Duclair was actually a fairly positive influence to the PP with Colimbus. Anisimov's numbers weren't very good last year as he was relegated to a non-Kane unit, but he played mostly with Kane the year before and his numbers were much better.
RelSHGA/60 (4on5) (only players with 50+ SH mins last year, or prospects who may see regular time this year) (reminder: the more negative the better)
Andreas Englund : -20.63 (3 games, 2:34 total)

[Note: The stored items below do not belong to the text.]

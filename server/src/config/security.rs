use axum::http::{HeaderValue, Request, Response};
use std::task::{Context, Poll};
use tower::{Layer, Service};

/// Security header names
const X_CONTENT_TYPE_OPTIONS: &str = "X-Content-Type-Options";
const X_FRAME_OPTIONS: &str = "X-Frame-Options";
const STRICT_TRANSPORT_SECURITY: &str = "Strict-Transport-Security";
const CONTENT_SECURITY_POLICY: &str = "Content-Security-Policy";
const REFERRER_POLICY: &str = "Referrer-Policy";
const PERMISSIONS_POLICY: &str = "Permissions-Policy";

/// Security header values
const NOSNIFF: &str = "nosniff";
const DENY: &str = "DENY";
const HSTS_VALUE: &str = "max-age=31536000; includeSubDomains";
// Pages are server-rendered forms that post back to this origin and show
// images from /static.
const CSP_PAGES_VALUE: &str =
    "default-src 'self'; img-src 'self'; form-action 'self'; frame-ancestors 'none'";
const REFERRER_POLICY_VALUE: &str = "strict-origin-when-cross-origin";
const PERMISSIONS_POLICY_VALUE: &str = "geolocation=(), microphone=(), camera=()";

#[derive(Clone)]
pub struct SecurityHeadersLayer {
    include_hsts: bool,
}

impl SecurityHeadersLayer {
    pub fn new(include_hsts: bool) -> Self {
        Self { include_hsts }
    }
}

impl<S> Layer<S> for SecurityHeadersLayer {
    type Service = SecurityHeadersService<S>;

    fn layer(&self, inner: S) -> Self::Service {
        SecurityHeadersService {
            inner,
            include_hsts: self.include_hsts,
        }
    }
}

#[derive(Clone)]
pub struct SecurityHeadersService<S> {
    inner: S,
    include_hsts: bool,
}

impl<S, ReqBody, ResBody> Service<Request<ReqBody>> for SecurityHeadersService<S>
where
    S: Service<Request<ReqBody>, Response = Response<ResBody>>,
{
    type Response = S::Response;
    type Error = S::Error;
    type Future = SecurityHeadersFuture<S::Future>;

    fn poll_ready(&mut self, cx: &mut Context<'_>) -> Poll<Result<(), Self::Error>> {
        self.inner.poll_ready(cx)
    }

    fn call(&mut self, request: Request<ReqBody>) -> Self::Future {
        SecurityHeadersFuture {
            future: self.inner.call(request),
            include_hsts: self.include_hsts,
        }
    }
}

#[pin_project::pin_project]
pub struct SecurityHeadersFuture<F> {
    #[pin]
    future: F,
    include_hsts: bool,
}

impl<F, ResBody, E> std::future::Future for SecurityHeadersFuture<F>
where
    F: std::future::Future<Output = Result<Response<ResBody>, E>>,
{
    type Output = Result<Response<ResBody>, E>;

    fn poll(self: std::pin::Pin<&mut Self>, cx: &mut Context<'_>) -> Poll<Self::Output> {
        let this = self.project();

        match this.future.poll(cx) {
            Poll::Ready(Ok(mut response)) => {
                let headers = response.headers_mut();

                headers.insert(X_CONTENT_TYPE_OPTIONS, HeaderValue::from_static(NOSNIFF));
                headers.insert(X_FRAME_OPTIONS, HeaderValue::from_static(DENY));
                headers.insert(
                    CONTENT_SECURITY_POLICY,
                    HeaderValue::from_static(CSP_PAGES_VALUE),
                );
                headers.insert(
                    REFERRER_POLICY,
                    HeaderValue::from_static(REFERRER_POLICY_VALUE),
                );
                headers.insert(
                    PERMISSIONS_POLICY,
                    HeaderValue::from_static(PERMISSIONS_POLICY_VALUE),
                );

                // Only add HSTS in production (HTTPS environments)
                if *this.include_hsts {
                    headers.insert(
                        STRICT_TRANSPORT_SECURITY,
                        HeaderValue::from_static(HSTS_VALUE),
                    );
                }

                Poll::Ready(Ok(response))
            }
            Poll::Ready(Err(e)) => Poll::Ready(Err(e)),
            Poll::Pending => Poll::Pending,
        }
    }
}

pub fn create_security_headers_layer(production: bool) -> SecurityHeadersLayer {
    if production {
        tracing::info!("Security: HSTS header enabled (production mode)");
    } else {
        tracing::info!("Security: HSTS header disabled (development mode)");
    }

    SecurityHeadersLayer::new(production)
}
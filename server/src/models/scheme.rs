use chrono::{DateTime, Utc};
use serde::{Deserialize, Serialize};
use sqlx::FromRow;
use uuid::Uuid;

#[derive(Debug, Clone, Serialize, Deserialize, FromRow)]
pub struct Scheme {
    pub id: Uuid,
    pub scheme_name: String,
    pub scheme_description: String,
    pub start_date: String,
    pub end_date: String,
    pub created_at: DateTime<Utc>,
}

/// Fields submitted by the organizer on the scheme creation form.
///
/// Dates are kept as the submitted text; empty values are accepted.
#[derive(Debug, Clone, Serialize, Deserialize)]
pub struct NewScheme {
    pub scheme_name: String,
    pub scheme_description: String,
    pub start_date: String,
    pub end_date: String,
}
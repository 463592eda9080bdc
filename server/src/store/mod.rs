//! Persistence for schemes and participants.
//!
//! Both stores are object-safe traits so the router can hold them as
//! `Arc<dyn ...>` without knowing which backend is in use.

use async_trait::async_trait;
use thiserror::Error;
use uuid::Uuid;

use crate::models::{NewParticipant, NewScheme, Scheme};

pub mod memory;
pub mod postgres;

pub use memory::MemoryStore;
pub use postgres::PgStore;

#[derive(Debug, Error)]
pub enum StoreError {
    #[error("record not found")]
    NotFound,

    #[error("database error")]
    Database(#[from] sqlx::Error),
}

#[async_trait]
pub trait SchemeStore: Send + Sync {
    /// Persists a new scheme and returns the identifier assigned to it.
    async fn create(&self, scheme: NewScheme) -> Result<Uuid, StoreError>;

    /// Fetches a scheme, failing with [`StoreError::NotFound`] when no record matches.
    async fn get(&self, id: Uuid) -> Result<Scheme, StoreError>;
}

#[async_trait]
pub trait ParticipantStore: Send + Sync {
    /// Persists a submission unconditionally. Identical submissions produce
    /// separate records.
    async fn create(&self, participant: NewParticipant) -> Result<Uuid, StoreError>;
}
impl MissionHandle {
    /// Leave `Idle` and start searching.  Ignored while a mission is active.
    pub async fn start(&self) -> Result<(), AgriError> {
        if self.status.borrow().state != MissionState::Idle {
            debug!("start ignored, mission already active");
            return Ok(());
        }
        self.send(Control::Start).await
    }

    /// Unwind to `Idle` from any state.  A stop-all is always sent, even
    /// when the mission is already idle.
    pub fn stop(&self, reason: impl Into<String>) {
        let reason = reason.into();
        self.stop.send_modify(|signal| {
            signal.epoch += 1;
            signal.reason = reason;
        });
    }

    /// Stop, then forget every track and zero the counters.
    pub async fn reset(&self) -> Result<(), AgriError> {
        self.stop("reset");
        self.send(Control::Reset).await
    }

    pub fn status(&self) -> MissionStatus {
        self.status.borrow().clone()
    }

    pub fn subscribe_status(&self) -> watch::Receiver<MissionStatus> {
        self.status.clone()
    }

    /// Wait until the published status satisfies `predicate`.
    pub async fn wait_for<F>(&self, mut predicate: F) -> Result<MissionStatus, AgriError>
    where
        F: FnMut(&MissionStatus) -> bool,
    {
        let mut status = self.status.clone();
        let seen = status
            .wait_for(|s| predicate(s))
            .await
            .map_err(|_| AgriError::Channel("mission task has exited".to_string()))?;
        Ok(seen.clone())
    }

    async fn send(&self, control: Control) -> Result<(), AgriError> {
        self.control
            .send(control)
            .await
            .map_err(|_| AgriError::Channel("mission task has exited".to_string()))
    }
}

// ────────────────────────────────────────────────────────────────────────────
// Interruptions
// ────────────────────────────────────────────────────────────────────────────

/// Published by the obstacle arbiter.
#[derive(Debug, Clone, Copy, Default, PartialEq, Eq)]
pub struct ObstacleSignal {
    /// Bumped once per intervention.
    pub reactions: u64,
    /// An avoidance manoeuvre is being executed.
    pub manoeuvring: bool,
}

/// Why a cycle ended early.
#[derive(Debug)]
enum Abort {
    Stopped(String),
    Preempted,
    Failed { command: String, error: AgriError },
}

/// The mission's view of the outside world: the stop and obstacle signals it
/// observes around every await, and the status it publishes.
struct Signals {
    stop: watch::Receiver<StopSignal>,
    obstacle: watch::Receiver<ObstacleSignal>,
    obstacle_base: u64,
    /// Reactions already acted upon or absorbed.
    seen_reactions: u64,
    status_tx: watch::Sender<MissionStatus>,
}
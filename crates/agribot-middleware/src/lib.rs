//! `agribot-middleware` – the wiring between the coordination core and the
//! actuator unit.
//!
//! # Modules
//!
//! - [`bus`] – Headless, typed, topic-based publish/subscribe event bus built
//!   on Tokio broadcast channels.
//! - [`link`] – The [`Link`] transport trait and its stream implementation.
//! - [`protocol`] – [`ProtocolClient`], the one-in-flight request/acknowledge
//!   client with a priority lane.

pub mod bus;
pub mod link;
pub mod protocol;

pub use bus::{EventBus, Topic, TopicReceiver};
pub use link::{Link, StreamLink, connect};
pub use protocol::{Acked, BatchReport, LinkStats, ProtocolClient, ProtocolConfig, Submission};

Thomas Chabot : -2.33 (35 seconds per game)
Dylan DeMelo : -2.26
Connor Brown : -0.99
JG Pageau : -0.98
Artem Anisimov : -0.17
Maxime Lajoie : +0.04
Chris Tierney : +0.16
Mark Borowiecki : +1.11
Rudolfs Balcers : +2.56 (0:14 per game)
Nikita Zaitsev : +2.79
Ron Hainsey : +3.79
Colin White : +4.12 (0:13 per game)
Formenton : +5.73 (0:24 per game)
Christian Jaros : +7.58
Turns out Harpur, Ceci and Borowiecki were responsible for a large portion of the powerplay goals against last year. But at least Ceci and Harpur faced the toughest SH QOC on the team. Boro faced the easiest competition and still struggled. Obviously Chabot needs to play more on the PK. Not a strong showing by Colin White in 13 seconds per game, but as I mentioned it's very rare to see young players who are good on the PK; hopefully they'll continue to break him in slowly.
That's a pretty solid top four forwards on the PK in Tierney, Pageau, Brown and Anisimov. But the depth beyond those four is non-existent and the defense and goaltending will likely ensure a bottom five finish in PK%.
Not quite the same effort as innocent bystander but ... here goes
And surprise surprise, look who's at the top of their rankings: Mark Stone.
What a special player.
I like these zone exit graphs. This is one measurable area Ottawa has to improve in. Insisting on playing D who are far more comfortable going off the glass and out vs making a play to get it out is part of the problem.
Well, based on that graph, Toronto had the same approach as the Sens last year, so unfortunately since we now have their former D coach and some of their defensemen I don't see things changing too much. Things will hopefully change once Brannstrom, JBD and Lassi are added to Chabot and Wideman (if he's still with us by then).
Anyone know where to find publicly accessible individual zone entry and exit stats?
A goal-based analysis is very problematic when used for special teams. You will never have a stable, representative sample in a predictive time frame.
I saw you ask a question with your last post, so I will answer. AZ3 player comparison is your best bet for micro stats.
Toronto's retrieval of those dump outs was much more successful. Almost like they were part of a plan vs desperation.